Saved data entries:
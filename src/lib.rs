//! Live aircraft position by callsign, reconciled across several independent
//! tracking feeds and refreshed on a fixed cadence.

pub mod aggregator;
pub mod config;
pub mod fetch;
pub mod observation;
pub mod output;
pub mod poller;
pub mod providers;
pub mod query;
pub mod units;

pub use aggregator::Aggregator;
pub use config::TrackerConfig;
pub use observation::{AggregateResult, FailureReason, Observation, ProviderName, ProviderResult};
pub use poller::{PollUpdate, Poller, PollerState};
pub use query::{FlightQuery, QueryError};
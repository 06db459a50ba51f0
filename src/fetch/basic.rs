use super::client::HttpClient;
use async_trait::async_trait;
use std::time::Duration;

const CONNECT_TIMEOUT: Duration = Duration::from_secs(10);

/// Plain reqwest-backed client. Per-call deadlines are enforced by the
/// aggregator, so only the connect phase is bounded here.
pub struct BasicClient(reqwest::Client);

impl BasicClient {
    pub fn new() -> anyhow::Result<Self> {
        let client = reqwest::Client::builder()
            .connect_timeout(CONNECT_TIMEOUT)
            .user_agent(concat!(env!("CARGO_PKG_NAME"), "/", env!("CARGO_PKG_VERSION")))
            .build()?;
        Ok(Self(client))
    }
}

#[async_trait]
impl HttpClient for BasicClient {
    async fn execute(&self, req: reqwest::Request) -> reqwest::Result<reqwest::Response> {
        self.0.execute(req).await
    }
}
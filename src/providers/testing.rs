//! Scripted [`Provider`] for aggregator and poller tests.

use async_trait::async_trait;
use std::sync::atomic::{AtomicUsize, Ordering};
use std::sync::{Arc, Mutex};
use std::time::Duration;
use tokio::sync::Semaphore;

use super::Provider;
use crate::observation::{Observation, ProviderName, ProviderResult};
use crate::query::FlightQuery;

pub(crate) struct StubProvider {
    name: ProviderName,
    result: ProviderResult,
    delay: Option<Duration>,
    gate: Option<Arc<Semaphore>>,
    calls: AtomicUsize,
    callsigns: Mutex<Vec<String>>,
}

impl StubProvider {
    pub(crate) fn new(name: ProviderName, result: ProviderResult) -> Self {
        Self {
            name,
            result,
            delay: None,
            gate: None,
            calls: AtomicUsize::new(0),
            callsigns: Mutex::new(Vec::new()),
        }
    }

    pub(crate) fn success(name: ProviderName, lat: f64, lon: f64) -> Self {
        Self::new(name, ProviderResult::Success(observation(name, lat, lon)))
    }

    pub(crate) fn delayed(mut self, delay: Duration) -> Self {
        self.delay = Some(delay);
        self
    }

    /// Each call holds until a permit is added to `gate`.
    pub(crate) fn gated(mut self, gate: Arc<Semaphore>) -> Self {
        self.gate = Some(gate);
        self
    }

    pub(crate) fn calls(&self) -> usize {
        self.calls.load(Ordering::SeqCst)
    }

    pub(crate) fn callsigns(&self) -> Vec<String> {
        self.callsigns.lock().unwrap().clone()
    }
}

pub(crate) fn observation(name: ProviderName, lat: f64, lon: f64) -> Observation {
    Observation::new(name, "abc123", Some(lat), Some(lon))
        .unwrap()
        .with_track(Some(90.0))
        .with_altitude_feet(30000.0)
        .with_speed_knots(450.0)
}

#[async_trait]
impl Provider for StubProvider {
    fn name(&self) -> ProviderName {
        self.name
    }

    async fn fetch(&self, query: &FlightQuery) -> ProviderResult {
        self.calls.fetch_add(1, Ordering::SeqCst);
        self.callsigns.lock().unwrap().push(query.callsign().to_string());

        if let Some(gate) = &self.gate {
            gate.acquire().await.unwrap().forget();
        }
        if let Some(delay) = self.delay {
            tokio::time::sleep(delay).await;
        }
        self.result.clone()
    }
}
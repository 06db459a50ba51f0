//! Adapters for the upstream aircraft-position feeds.
//!
//! Each adapter owns one provider's request shape and payload schema and
//! converts the payload into an [`Observation`](crate::observation::Observation)
//! at its boundary, so nothing provider-specific reaches the merge logic.
//! Adapters make a single attempt per call and never return an error: every
//! outcome is a [`ProviderResult`].

mod fleet;
mod state_vector;
#[cfg(test)]
pub(crate) mod testing;

pub use fleet::FleetFeed;
pub use state_vector::StateVectorFeed;

use anyhow::{Result, bail};
use async_trait::async_trait;
use reqwest::Url;

use crate::observation::{ProviderName, ProviderResult};
use crate::query::FlightQuery;

#[async_trait]
pub trait Provider: Send + Sync {
    fn name(&self) -> ProviderName;

    async fn fetch(&self, query: &FlightQuery) -> ProviderResult;
}

/// Parses a configured base URL, rejecting ones that cannot take path segments.
pub(crate) fn parse_base_url(base: &str) -> Result<Url> {
    let url = Url::parse(base)?;
    if url.cannot_be_a_base() {
        bail!("'{base}' cannot be used as a base URL");
    }
    Ok(url)
}
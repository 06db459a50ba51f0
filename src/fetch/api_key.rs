use crate::fetch::client::HttpClient;
use anyhow::Context;
use async_trait::async_trait;
use reqwest::header::{AUTHORIZATION, HeaderName, HeaderValue};

/// An [`HttpClient`] wrapper that injects a credential as an HTTP header.
///
/// Header name and value are validated once at construction, so requests
/// never fail on a malformed credential.
pub struct ApiKey<C> {
    inner: C,
    header_name: HeaderName,
    value: HeaderValue,
}

impl<C> ApiKey<C> {
    pub fn new(inner: C, header_name: &str, key: &str) -> anyhow::Result<Self> {
        let header_name = HeaderName::from_bytes(header_name.as_bytes())
            .with_context(|| format!("invalid header name '{header_name}'"))?;
        let mut value = HeaderValue::from_str(key).context("API key is not a valid header value")?;
        value.set_sensitive(true);

        Ok(Self {
            inner,
            header_name,
            value,
        })
    }

    /// `Authorization: Bearer <token>`, as used by the state-vector feed's
    /// OAuth client credentials.
    pub fn bearer(inner: C, token: &str) -> anyhow::Result<Self> {
        Self::new(inner, AUTHORIZATION.as_str(), &format!("Bearer {token}"))
    }
}

#[async_trait]
impl<C: HttpClient> HttpClient for ApiKey<C> {
    async fn execute(&self, mut req: reqwest::Request) -> reqwest::Result<reqwest::Response> {
        req.headers_mut()
            .insert(self.header_name.clone(), self.value.clone());
        self.inner.execute(req).await
    }
}
//! Concurrent fan-out over all providers and the priority merge of their answers.

use std::collections::BTreeMap;
use std::sync::Arc;
use std::time::Duration;
use tokio::task::JoinSet;
use tracing::{Instrument, debug, info, warn};

use crate::observation::{AggregateResult, FailureReason, ProviderName, ProviderResult};
use crate::providers::Provider;
use crate::query::FlightQuery;

/// Runs one aggregate cycle across a fixed set of providers.
///
/// Holds at most one provider per [`ProviderName`], since each name owns
/// exactly one slot in [`AggregateResult::raw`].
pub struct Aggregator {
    providers: Vec<Arc<dyn Provider>>,
}

impl Aggregator {
    /// Later providers reporting an already-registered name are dropped.
    pub fn new(providers: Vec<Arc<dyn Provider>>) -> Self {
        let mut kept: Vec<Arc<dyn Provider>> = Vec::with_capacity(providers.len());
        for provider in providers {
            if kept.iter().any(|p| p.name() == provider.name()) {
                warn!(provider = %provider.name(), "Duplicate provider ignored");
                continue;
            }
            kept.push(provider);
        }
        Self { providers: kept }
    }

    pub fn provider_names(&self) -> Vec<ProviderName> {
        self.providers.iter().map(|p| p.name()).collect()
    }

    /// Queries every provider concurrently and merges the results.
    ///
    /// Each call is bounded by `per_call_timeout`; a call that runs over is
    /// recorded as [`FailureReason::Timeout`]. All calls are awaited before
    /// merging, since precedence rather than arrival order picks the winner.
    /// Never fails: with no successful provider the result has no `best`.
    /// Dropping the returned future aborts any calls still running.
    #[tracing::instrument(
        skip(self, query),
        fields(query = %query, timeout_ms = per_call_timeout.as_millis() as u64)
    )]
    pub async fn aggregate(
        &self,
        query: &FlightQuery,
        per_call_timeout: Duration,
    ) -> AggregateResult {
        let mut tasks = JoinSet::new();

        for provider in &self.providers {
            let provider = Arc::clone(provider);
            let query = query.clone();
            let name = provider.name();
            let span = tracing::info_span!("provider_fetch", provider = %name);

            tasks.spawn(
                async move {
                    let fetch = provider.fetch(&query);
                    let result = match tokio::time::timeout(per_call_timeout, fetch).await {
                        Ok(result) => result,
                        Err(_) => ProviderResult::Failure(FailureReason::Timeout),
                    };
                    (name, result)
                }
                .instrument(span),
            );
        }

        let mut raw = BTreeMap::new();
        while let Some(joined) = tasks.join_next().await {
            match joined {
                Ok((name, result)) => {
                    log_result(name, &result);
                    raw.insert(name, result);
                }
                Err(e) => warn!(error = %e, "Provider task did not complete"),
            }
        }

        // a task that panicked never reported its name
        for name in self.provider_names() {
            raw.entry(name).or_insert_with(|| {
                ProviderResult::Failure(FailureReason::Aborted("task panicked".to_string()))
            });
        }

        let merged = AggregateResult::merge(raw);
        match (merged.source(), merged.best()) {
            (Some(source), Some(best)) => info!(
                source = %source,
                lat = best.latitude(),
                lon = best.longitude(),
                altitude_ft = best.altitude_feet(),
                "Best observation selected"
            ),
            _ => info!("No live position from any provider"),
        }
        merged
    }
}

fn log_result(name: ProviderName, result: &ProviderResult) {
    match result {
        ProviderResult::Success(_) => debug!(provider = %name, "Provider returned a position"),
        ProviderResult::Empty => debug!(provider = %name, "Provider has no match"),
        ProviderResult::Failure(reason) => {
            warn!(provider = %name, reason = %reason, "Provider failed")
        }
    }
}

* [Your objective]
Look above for the line with "pub mod observation;"; retype exactly that line, every line after it up to the line with "use super::client::HttpClient;", and that line too, nothing else.

* [Solved exercise]
pub mod observation;
pub mod output;
pub mod poller;
pub mod providers;
pub mod query;
pub mod units;

pub use aggregator::Aggregator;
pub use config::TrackerConfig;
pub use observation::{AggregateResult, FailureReason, Observation, ProviderName, ProviderResult};
pub use poller::{PollUpdate, Poller, PollerState};
pub use query::{FlightQuery, QueryError};
repository 06db459a50ba51f0
filename src/fetch/basic.rs
use super::client::HttpClient;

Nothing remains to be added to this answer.